Starting at the line that contains "use mockshot::MockshotConfig;", transcribe each line exactly through the last line of the data. Include nothing else.

Dataset excerpts:
┌────────
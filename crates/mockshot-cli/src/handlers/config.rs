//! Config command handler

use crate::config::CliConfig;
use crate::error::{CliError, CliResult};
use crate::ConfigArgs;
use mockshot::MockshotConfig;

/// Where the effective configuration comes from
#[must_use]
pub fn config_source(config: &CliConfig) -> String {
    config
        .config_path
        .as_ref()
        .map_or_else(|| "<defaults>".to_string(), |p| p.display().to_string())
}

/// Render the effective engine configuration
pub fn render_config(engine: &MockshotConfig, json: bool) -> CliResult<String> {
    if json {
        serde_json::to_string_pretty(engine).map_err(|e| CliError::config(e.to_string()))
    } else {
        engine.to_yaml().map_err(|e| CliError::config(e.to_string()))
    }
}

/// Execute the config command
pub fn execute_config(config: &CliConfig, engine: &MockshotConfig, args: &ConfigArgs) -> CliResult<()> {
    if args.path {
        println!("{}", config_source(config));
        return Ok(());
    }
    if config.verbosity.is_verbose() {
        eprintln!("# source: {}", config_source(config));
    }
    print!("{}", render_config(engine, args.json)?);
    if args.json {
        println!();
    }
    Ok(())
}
└────────
Response box:
use mockshot::MockshotConfig;

/// Where the effective configuration comes from
#[must_use]
pub fn config_source(config: &CliConfig) -> String {
    config
        .config_path
        .as_ref()
        .map_or_else(|| "<defaults>".to_string(), |p| p.display().to_string())
}

/// Render the effective engine configuration
pub fn render_config(engine: &MockshotConfig, json: bool) -> CliResult<String> {
    if json {
        serde_json::to_string_pretty(engine).map_err(|e| CliError::config(e.to_string()))
    } else {
        engine.to_yaml().map_err(|e| CliError::config(e.to_string()))
    }
}

/// Execute the config command
pub fn execute_config(config: &CliConfig, engine: &MockshotConfig, args: &ConfigArgs) -> CliResult<()> {
    if args.path {
        println!("{}", config_source(config));
        return Ok(());
    }
    if config.verbosity.is_verbose() {
        eprintln!("# source: {}", config_source(config));
    }
    print!("{}", render_config(engine, args.json)?);
    if args.json {
        println!();
    }
    Ok(())
}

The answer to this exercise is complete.